This prospective study was conducted from March 1997 to March 1998 and was preceded by a series of VC test examinations to adjust the technical parameters. The study included 50 consecutive patients (31 men and 19 women) aged 50–85 years (mean 68 (8) years). The study design was approved by the local ethics committee and all patients gave informed written consent. All patients were aged >50 years and were referred for conventional colonoscopy (CC). Exclusion criteria were inflammatory bowel disease and refusal of consent. Indications for colonoscopy included: abdominal pain (n=11), iron deficiency anaemia of unknown origin (n=10), surveillance because of a personal history of colon polyps (n=10), haematochezia or positive occult faecal blood test (n=7), tumour search (n=7), or personal history of colorectal cancer (n=5). A partial colectomy had been performed in all patients with colorectal cancers.
After standard oral colonoscopy preparation (3 litres of polyethylene glycol; Fordtran, Streuli, Switzerland) patients underwent helical CT scanning (Advantage General Electrics, Switzerland). All patients received an intravenous injection of a musculotropic spasmolytic (N-butyl-hyoscine 20 mg; Buscopan, Boehringer Ingelheim, Germany). Patients were placed in the supine position and colon insufflation was performed with room air to maximal tolerance. A standard CT scout view was used to assess the degree of colonic distension. CT images were obtained during one or two breath-holds of 25–40 seconds, using 5 mm collimation with a table speed of 7.5 mm/s (pitch of 1.5). Axial CT images were reconstructed at 2.5 mm intervals. Scanning parameters were 200 mA and 110 kVp. We used a 512×512 matrix for image reconstruction. Scanning was in the craniocaudal direction. The two dimensional and three dimensional CT colonoscopy calculations were performed by down loading the data to a Sun Spark 20 computer workstation (Microsystems Mountain View, California, USA) equipped with commercially available software (Advantage Windows, Navigator, version 24/7/97, General Electrics, Switzerland). Using surface rendering techniques, multiplanar two dimensional views and a virtual fly-through (in retrograde and antegrade directions) of the colon were constructed and stored on optical CD for further viewing. The threshold value chosen for CT attenuation was −800 HU.

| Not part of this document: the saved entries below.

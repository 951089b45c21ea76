//! Heading math and process-wide constants for wall resets

/// Mathematical constants
pub const DEG_TO_RAD: f32 = core::f32::consts::PI / 180.0;
pub const RAD_TO_DEG: f32 = 180.0 / core::f32::consts::PI;

/// Raw distance value reported by the sensor when no object is detected
pub const ERROR_READING: i32 = 9999;

/// Millimetre to inch conversion factor
pub const MM_TO_INCH: f32 = 0.0393701;

/// Distance from the field origin to each wall, in inches
pub const WALL_COORD: f32 = 70.208;

/// Upper bound of the raw confidence reported by the distance sensor
pub const CONFIDENCE_DOMAIN: f32 = 63.0;

/// Deviation returned for headings lying exactly on a multiple of 45°.
///
/// Such headings are treated as square to the wall; the value only needs to
/// produce a negligible trigonometric correction.
pub const SQUARE_TO_WALL_DEVIATION: f32 = 1.0;

/// Full turn in degrees
const FULL_TURN: f32 = 360.0;

/// Quarter turn in degrees
const QUARTER_TURN: f32 = 90.0;

/// Half of a quarter turn, the widest deviation from an axis
const EIGHTH_TURN: f32 = 45.0;

/// Normalize a heading into `[0, 360]`
///
/// Headings already inside the range are returned untouched, which keeps
/// the function idempotent (360° stays 360°). Anything else is wrapped by
/// Euclidean remainder.
///
/// Non-finite headings produce a non-finite result.
///
/// # Example
/// ```
/// use wall_reset::normalize_heading;
///
/// assert_eq!(normalize_heading(-90.0), 270.0);
/// assert_eq!(normalize_heading(450.0), 90.0);
/// assert_eq!(normalize_heading(360.0), 360.0);
/// ```
pub fn normalize_heading(heading: f32) -> f32 {
    if (0.0..=FULL_TURN).contains(&heading) {
        return heading;
    }

    heading.rem_euclid(FULL_TURN)
}

/// Signed deviation of a heading from its nearest axis, in degrees
///
/// Folds the heading by quarter turns until it lies within ±45°. Headings that
/// are an exact multiple of 45° short-circuit to [`SQUARE_TO_WALL_DEVIATION`].
///
/// # Example
/// ```
/// use wall_reset::axis_deviation;
///
/// assert_eq!(axis_deviation(100.0), 10.0);
/// assert_eq!(axis_deviation(350.0), -10.0);
/// ```
pub fn axis_deviation(heading: f32) -> f32 {
    if is_eighth_turn(heading) {
        return SQUARE_TO_WALL_DEVIATION;
    }

    let mut deviation = normalize_heading(heading);
    while deviation > EIGHTH_TURN {
        deviation -= QUARTER_TURN;
    }
    while deviation < -EIGHTH_TURN {
        deviation += QUARTER_TURN;
    }

    deviation
}

/// Closed-form equivalent of [`axis_deviation`]
///
/// Computes `((heading + 45) mod 90) - 45` with a non-negative remainder.
/// Agrees with the folding version for every heading that is not a multiple
/// of 45°.
pub fn axis_deviation_closed_form(heading: f32) -> f32 {
    if is_eighth_turn(heading) {
        return SQUARE_TO_WALL_DEVIATION;
    }

    (heading + EIGHTH_TURN).rem_euclid(QUARTER_TURN) - EIGHTH_TURN
}

fn is_eighth_turn(heading: f32) -> bool {
    heading % EIGHTH_TURN == 0.0
}
//! Simulated devices shared by the integration tests

#![allow(dead_code)]

use std::sync::atomic::{AtomicI32, AtomicU32, Ordering};

use wall_reset::{
    DistanceHardware, Drivebase, InertialHardware, MountingOffset, Pose, ResetChassis, ResetSensor,
    ResetSettings,
};

/// Distance sensor whose sample can be changed after it is mounted
pub struct SimDistance {
    distance: AtomicI32,
    confidence: AtomicI32,
}

impl SimDistance {
    pub fn new(distance: i32, confidence: i32) -> Self {
        Self {
            distance: AtomicI32::new(distance),
            confidence: AtomicI32::new(confidence),
        }
    }

    pub fn set(&self, distance: i32, confidence: i32) {
        self.distance.store(distance, Ordering::Relaxed);
        self.confidence.store(confidence, Ordering::Relaxed);
    }
}

impl DistanceHardware for SimDistance {
    fn raw_distance(&self) -> i32 {
        self.distance.load(Ordering::Relaxed)
    }

    fn raw_confidence(&self) -> i32 {
        self.confidence.load(Ordering::Relaxed)
    }
}

/// Inertial sensor storing its heading bits
pub struct SimImu {
    heading: AtomicU32,
}

impl SimImu {
    pub fn new(heading: f32) -> Self {
        Self {
            heading: AtomicU32::new(heading.to_bits()),
        }
    }
}

impl InertialHardware for SimImu {
    fn heading(&self) -> f32 {
        f32::from_bits(self.heading.load(Ordering::Relaxed))
    }

    fn set_heading(&mut self, heading: f32) {
        self.heading.store(heading.to_bits(), Ordering::Relaxed);
    }
}

/// Drivebase counting pose writes
pub struct SimDrivebase {
    pub pose: Pose,
    pub writes: usize,
}

impl SimDrivebase {
    pub fn new(pose: Pose) -> Self {
        Self { pose, writes: 0 }
    }
}

impl Drivebase for SimDrivebase {
    fn pose(&self) -> Pose {
        self.pose
    }

    fn set_pose(&mut self, pose: Pose) {
        self.pose = pose;
        self.writes += 1;
    }
}

pub type SimChassis = ResetChassis<SimDrivebase, SimImu, SimDistance>;

/// Millimetres for a distance in inches
pub fn mm(inches: f32) -> i32 {
    (inches / wall_reset::MM_TO_INCH).round() as i32
}

/// Chassis with zero mounting offsets
///
/// `samples` are `(mm, raw confidence)` in north, east, south, west order.
pub fn chassis(trust: f32, pose: Pose, samples: [(i32, i32); 4]) -> SimChassis {
    let sensors = samples.map(|(distance, confidence)| {
        ResetSensor::new(MountingOffset::zero(), SimDistance::new(distance, confidence))
    });

    ResetChassis::new(
        ResetSettings { sensor_trust: trust },
        SimImu::new(pose.z),
        SimDrivebase::new(pose),
        sensors,
    )
}
//! Wall Reset - distance sensor position resets for field robots
//!
//! Odometry drifts. This library corrects a robot's tracked position by
//! measuring the distance to the field walls with four fixed distance sensors
//! (one per side of the chassis) and fusing the two that face the walls
//! bounding the robot's current quadrant.
//!
//! # Features
//!
//! - Heading compensation of every reading for sensor mounting offset and
//!   deviation from the wall axis
//! - Fixed two-sensor selection table per field quadrant and heading band
//! - Confidence averaging with a configurable trust threshold
//! - Forced initial reset that also sets the inertial heading
//! - Status report and background location recording for diagnostics
//! - Hardware-agnostic: devices plug in through three small traits
//!
//! # Quick Start
//!
//! ```rust
//! use wall_reset::{Distance, Quadrant, SensorReadings, fuse};
//!
//! // Heading-compensated readings, north, east, south, west
//! let readings = SensorReadings::new([
//!     Distance::new(20.0, 0.9),
//!     Distance::new(15.0, 0.8),
//!     Distance::new(120.0, 0.3),
//!     Distance::new(125.0, 0.3),
//! ]);
//!
//! // Facing forward in the positive quadrant, north and east see the walls
//! let fused = fuse(Quadrant::PosPos, 0.0, &readings);
//! let pose = fused.estimate.value();
//! println!("x: {:.2}, y: {:.2}, confidence: {:.2}", pose.x, pose.y, fused.estimate.confidence());
//! ```
//!
//! With real devices, implement [`DistanceHardware`], [`InertialHardware`] and
//! [`Drivebase`], then drive resets through [`ResetChassis`].
//!
//! # Cargo features
//!
//! - `serde`: `Serialize`/`Deserialize` for [`ResetSettings`], [`Quadrant`]
//!   and [`Sensor`]

pub mod calibration;
mod chassis;
mod error;
pub mod fusion;
mod hardware;
mod math;
pub mod offset;
mod quadrant;
pub mod recorder;
mod sensor;
pub mod status;
mod types;

// Re-export all public types and functions
pub use chassis::ResetChassis;
pub use error::{Error, Result};
pub use fusion::{FusedPosition, FusionEntry, SensorReadings, can_position_exist, conf_avg, fuse, table_entry};
pub use hardware::{DistanceHardware, Drivebase, InertialHardware};
pub use math::{
    CONFIDENCE_DOMAIN, DEG_TO_RAD, ERROR_READING, MM_TO_INCH, RAD_TO_DEG, SQUARE_TO_WALL_DEVIATION,
    WALL_COORD, axis_deviation, axis_deviation_closed_form, normalize_heading,
};
pub use offset::MountingOffset;
pub use quadrant::{heading_octant, position_quadrant};
pub use recorder::{LocationRecorder, RecorderSettings};
pub use sensor::ResetSensor;
pub use status::StatusReport;
pub use types::*;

Conventional colonoscopy (CC) with either polypectomy of all resectable polyps or biopsy of all non-removable polyps and masses was performed immediately after helical CT by an independent experienced operator, unaware of the results of CT. Polyp size was determined by open biopsy forceps and verified immediately after polypectomy. VC interpretation was performed by two independent investigator teams each consisting of one radiologist and one gastroenterologist of similar seniority. In case of an incomplete CC, interpretation of VC concerned only the segments explored by CC. Both teams were blinded to the results of CC and the interpretation of the other team. However, intermediate data analysis with unveiling of the results of CC was performed after completion of VC interpretation for the first 24 patients; all participants had access to these results. The study protocol was not modified subsequently. A second analysis was performed after completion of VC interpretation for the remaining 26 patients. Thus the learning process was not studied on a case by case basis.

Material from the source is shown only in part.